Mais Joseph Joubert ?... Il nous serait agréable de savoir l’enfant qu’il a été, de le voir un peu nettement parmi les siens. Je ne me le figure pas sensible autant qu’Elie au récit belliqueux. Doux et casanier, sage, il demeure plus que les autres auprès de sa mère. Il est touché de la venue et des brusques départs des frères et des sœurs qui n’ont fait que passer un instant à la maison, et qui sont morts, et qui laissent après eux comme un émoi déconcerté. Il est, de tous les garçons, l’aîné. Il a pour sa mère une tendresse infinie ; il devient, avant sa quatorzième année, un petit confident pour elle : ce qu’on lui dit, d’une tremblante voix, il le comprend et, le reste, il le devine.

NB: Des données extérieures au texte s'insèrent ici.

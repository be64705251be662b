//! Strongly-typed identifiers.
//!
//! Identifiers minted by courier are ULIDs with a short display prefix, so
//! they sort by creation time and are recognisable in logs. Identifiers that
//! come from outside (users) are opaque strings.

use serde::{Deserialize, Serialize};
use std::fmt;
use std::str::FromStr;
use ulid::Ulid;

/// Error returned when parsing an ID from a string fails.
#[derive(Debug, Clone, PartialEq, Eq)]
pub struct ParseIdError {
    /// The type of ID that failed to parse.
    pub id_type: &'static str,
    /// The reason for the parse failure.
    pub reason: String,
}

impl fmt::Display for ParseIdError {
    fn fmt(&self, f: &mut fmt::Formatter<'_>) -> fmt::Result {
        write!(f, "failed to parse {}: {}", self.id_type, self.reason)
    }
}

impl std::error::Error for ParseIdError {}

/// Generates a ULID-backed ID whose display form is `<prefix>_<ulid>`.
macro_rules! define_id {
    ($(#[$meta:meta])* $name:ident, $prefix:expr) => {
        $(#[$meta])*
        #[derive(Debug, Clone, Copy, PartialEq, Eq, Hash, PartialOrd, Ord)]
        pub struct $name(Ulid);

        impl $name {
            /// Creates a new ID with a randomly generated ULID.
            #[must_use]
            pub fn new() -> Self {
                Self(Ulid::new())
            }

            /// Creates an ID from a ULID.
            #[must_use]
            pub const fn from_ulid(ulid: Ulid) -> Self {
                Self(ulid)
            }

            /// Returns the underlying ULID.
            #[must_use]
            pub const fn as_ulid(&self) -> Ulid {
                self.0
            }

            /// Returns the prefix used for display formatting.
            #[must_use]
            pub const fn prefix() -> &'static str {
                $prefix
            }
        }

        impl Default for $name {
            fn default() -> Self {
                Self::new()
            }
        }

        impl fmt::Display for $name {
            fn fmt(&self, f: &mut fmt::Formatter<'_>) -> fmt::Result {
                write!(f, "{}_{}", $prefix, self.0)
            }
        }

        impl FromStr for $name {
            type Err = ParseIdError;

            fn from_str(s: &str) -> Result<Self, Self::Err> {
                let prefix_with_underscore = concat!($prefix, "_");
                let ulid_str = s.strip_prefix(prefix_with_underscore).unwrap_or(s);

                Ulid::from_str(ulid_str)
                    .map(Self)
                    .map_err(|e| ParseIdError {
                        id_type: stringify!($name),
                        reason: e.to_string(),
                    })
            }
        }

        // The prefixed form is the wire form, so API clients can pass back
        // exactly what they were given.
        impl Serialize for $name {
            fn serialize<S: serde::Serializer>(&self, serializer: S) -> Result<S::Ok, S::Error> {
                serializer.collect_str(self)
            }
        }

        impl<'de> Deserialize<'de> for $name {
            fn deserialize<D: serde::Deserializer<'de>>(deserializer: D) -> Result<Self, D::Error> {
                let raw = String::deserialize(deserializer)?;
                raw.parse().map_err(serde::de::Error::custom)
            }
        }

        impl From<Ulid> for $name {
            fn from(ulid: Ulid) -> Self {
                Self(ulid)
            }
        }
    };
}

define_id!(
    /// Unique identifier for a conversation.
    ConversationId,
    "conv"
);

define_id!(
    /// Unique identifier for a message within a conversation.
    MessageId,
    "msg"
);

define_id!(
    /// Unique identifier for a live client connection.
    ConnectionId,
    "conn"
);

/// Identifier of an end user, as supplied by the caller or a channel.
#[derive(Debug, Clone, PartialEq, Eq, Hash, PartialOrd, Ord, Serialize, Deserialize)]
#[serde(transparent)]
pub struct UserId(String);

impl UserId {
    /// Wraps a caller-supplied user identifier.
    #[must_use]
    pub fn new(id: impl Into<String>) -> Self {
        Self(id.into())
    }

    /// Returns the identifier as a string slice.
    #[must_use]
    pub fn as_str(&self) -> &str {
        &self.0
    }

    /// Returns true if the identifier is empty.
    #[must_use]
    pub fn is_empty(&self) -> bool {
        self.0.trim().is_empty()
    }
}

impl fmt::Display for UserId {
    fn fmt(&self, f: &mut fmt::Formatter<'_>) -> fmt::Result {
        f.write_str(&self.0)
    }
}

impl From<&str> for UserId {
    fn from(id: &str) -> Self {
        Self::new(id)
    }
}

impl From<String> for UserId {
    fn from(id: String) -> Self {
        Self(id)
    }
}

#[cfg(test)]
mod tests {
    use super::*;

    #[test]
    fn conversation_id_display_format() {
        let id = ConversationId::new();
        assert!(id.to_string().starts_with("conv_"));
    }

    #[test]
    fn parse_with_prefix() {
        let id = MessageId::new();
        let parsed: MessageId = id.to_string().parse().expect("should parse");
        assert_eq!(id, parsed);
    }

    #[test]
    fn parse_without_prefix() {
        let ulid = Ulid::new();
        let id: ConversationId = ulid.to_string().parse().expect("should parse");
        assert_eq!(id.as_ulid(), ulid);
    }

    #[test]
    fn parse_invalid_ulid() {
        let err = "missing-id".parse::<ConversationId>().unwrap_err();
        assert_eq!(err.id_type, "ConversationId");
    }

    #[test]
    fn serializes_with_prefix() {
        let id = ConnectionId::new();
        let json = serde_json::to_string(&id).expect("serialize");
        assert_eq!(json, format!("\"{id}\""));
        let parsed: ConnectionId = serde_json::from_str(&json).expect("deserialize");
        assert_eq!(id, parsed);
    }

    #[test]
    fn ids_are_distinct() {
        use std::collections::HashSet;

        let mut set = HashSet::new();
        let first = ConversationId::new();
        set.insert(first);
        set.insert(ConversationId::new());
        set.insert(first);
        assert_eq!(set.len(), 2);
    }

    #[test]
    fn user_id_is_transparent() {
        let user = UserId::from("u1");
        assert_eq!(serde_json::to_string(&user).expect("serialize"), "\"u1\"");
        assert!(!user.is_empty());
        assert!(UserId::from("  ").is_empty());
    }
}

Ces détails, je ne les invente pas ; je les déduis de quelques pages qu’il a écrites en 1799, quand, après sept années d’absence, il retourna dans sa province, retrouva sa mère et, avec elle, la mémoire la plus éloignée et la plus chère de sa vie. Sans doute alors, ayant quarante-cinq ans, mêlait-il de nouvelles impressions a la mémoire ancienne. Mais on sépare sans trop de peine l’une et les autres ; ou, plutôt, on aperçoit toute l’ancienne vérité dans le miroir nouveau qui la reflète.

Ces quelques pages ne sont qu’un brouillon. Peut-être les destinait-il à Pauline de Beaumont ; cependant elles ne sont pas entrées dans une des lettres qu’on ait conservées. Ecrivait-il pour lui tout seul ou bien pour la jeune femme qu’il savait si intelligente aux sentimens et aux idées ? En tout cas, il écrivait exactement selon son cœur.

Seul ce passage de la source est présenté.